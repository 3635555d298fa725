//! Board coordinate representation.

use std::fmt;

/// A coordinate on the board, as a (row, column) pair.
///
/// A `Coord` is always within bounds: construction goes through
/// [`Coord::new`], which rejects anything outside the 8x8 grid. "Not placed
/// on any board" is therefore `Option<Coord>`, not a special coordinate
/// value.
#[derive(Clone, Copy, PartialEq, Eq, Hash)]
pub struct Coord {
    row: u8,
    col: u8,
}

impl Coord {
    /// Number of rows on the board.
    pub const ROWS: i32 = 8;

    /// Number of columns on the board.
    pub const COLS: i32 = 8;

    /// Creates a coordinate from raw components, returning `None` if either
    /// component falls outside the board.
    #[inline]
    pub const fn new(row: i32, col: i32) -> Option<Self> {
        if row >= 0 && row < Self::ROWS && col >= 0 && col < Self::COLS {
            Some(Coord {
                row: row as u8,
                col: col as u8,
            })
        } else {
            None
        }
    }

    /// Returns the row (0-7).
    #[inline]
    pub const fn row(self) -> i32 {
        self.row as i32
    }

    /// Returns the column (0-7).
    #[inline]
    pub const fn col(self) -> i32 {
        self.col as i32
    }
}

impl fmt::Debug for Coord {
    fn fmt(&self, f: &mut fmt::Formatter<'_>) -> fmt::Result {
        write!(f, "Coord({}, {})", self.row, self.col)
    }
}

impl fmt::Display for Coord {
    fn fmt(&self, f: &mut fmt::Formatter<'_>) -> fmt::Result {
        write!(f, "({}, {})", self.row, self.col)
    }
}

#[cfg(test)]
mod tests {
    use super::*;
    use proptest::prelude::*;

    #[test]
    fn new_in_bounds() {
        let c = Coord::new(6, 3).unwrap();
        assert_eq!(c.row(), 6);
        assert_eq!(c.col(), 3);
    }

    #[test]
    fn new_rejects_out_of_bounds() {
        assert_eq!(Coord::new(-1, 0), None);
        assert_eq!(Coord::new(0, -1), None);
        assert_eq!(Coord::new(8, 0), None);
        assert_eq!(Coord::new(0, 8), None);
        assert_eq!(Coord::new(-1, -1), None);
        assert_eq!(Coord::new(11, 5), None);
    }

    #[test]
    fn corners() {
        assert!(Coord::new(0, 0).is_some());
        assert!(Coord::new(0, 7).is_some());
        assert!(Coord::new(7, 0).is_some());
        assert!(Coord::new(7, 7).is_some());
    }

    #[test]
    fn display() {
        let c = Coord::new(2, 5).unwrap();
        assert_eq!(format!("{}", c), "(2, 5)");
        assert_eq!(format!("{:?}", c), "Coord(2, 5)");
    }

    proptest! {
        #[test]
        fn new_matches_bounds(row in -16i32..24, col in -16i32..24) {
            let in_bounds =
                (0..Coord::ROWS).contains(&row) && (0..Coord::COLS).contains(&col);
            prop_assert_eq!(Coord::new(row, col).is_some(), in_bounds);
        }
    }
}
◇ ◇ ◇ ◇
* EXERCISE AIM: Copy exactly the lines from the one with "the row (0-7)." down to the last line of the records above, and leave out everything else.

* EXERCISE ANSWER:
    /// Returns the row (0-7).
    #[inline]
    pub const fn row(self) -> i32 {
        self.row as i32
    }

    /// Returns the column (0-7).
    #[inline]
    pub const fn col(self) -> i32 {
        self.col as i32
    }
}

impl fmt::Debug for Coord {
    fn fmt(&self, f: &mut fmt::Formatter<'_>) -> fmt::Result {
        write!(f, "Coord({}, {})", self.row, self.col)
    }
}

impl fmt::Display for Coord {
    fn fmt(&self, f: &mut fmt::Formatter<'_>) -> fmt::Result {
        write!(f, "({}, {})", self.row, self.col)
    }
}

#[cfg(test)]
mod tests {
    use super::*;
    use proptest::prelude::*;

    #[test]
    fn new_in_bounds() {
        let c = Coord::new(6, 3).unwrap();
        assert_eq!(c.row(), 6);
        assert_eq!(c.col(), 3);
    }

    #[test]
    fn new_rejects_out_of_bounds() {
        assert_eq!(Coord::new(-1, 0), None);
        assert_eq!(Coord::new(0, -1), None);
        assert_eq!(Coord::new(8, 0), None);
        assert_eq!(Coord::new(0, 8), None);
        assert_eq!(Coord::new(-1, -1), None);
        assert_eq!(Coord::new(11, 5), None);
    }

    #[test]
    fn corners() {
        assert!(Coord::new(0, 0).is_some());
        assert!(Coord::new(0, 7).is_some());
        assert!(Coord::new(7, 0).is_some());
        assert!(Coord::new(7, 7).is_some());
    }

    #[test]
    fn display() {
        let c = Coord::new(2, 5).unwrap();
        assert_eq!(format!("{}", c), "(2, 5)");
        assert_eq!(format!("{:?}", c), "Coord(2, 5)");
    }

    proptest! {
        #[test]
        fn new_matches_bounds(row in -16i32..24, col in -16i32..24) {
            let in_bounds =
                (0..Coord::ROWS).contains(&row) && (0..Coord::COLS).contains(&col);
            prop_assert_eq!(Coord::new(row, col).is_some(), in_bounds);
        }
    }
}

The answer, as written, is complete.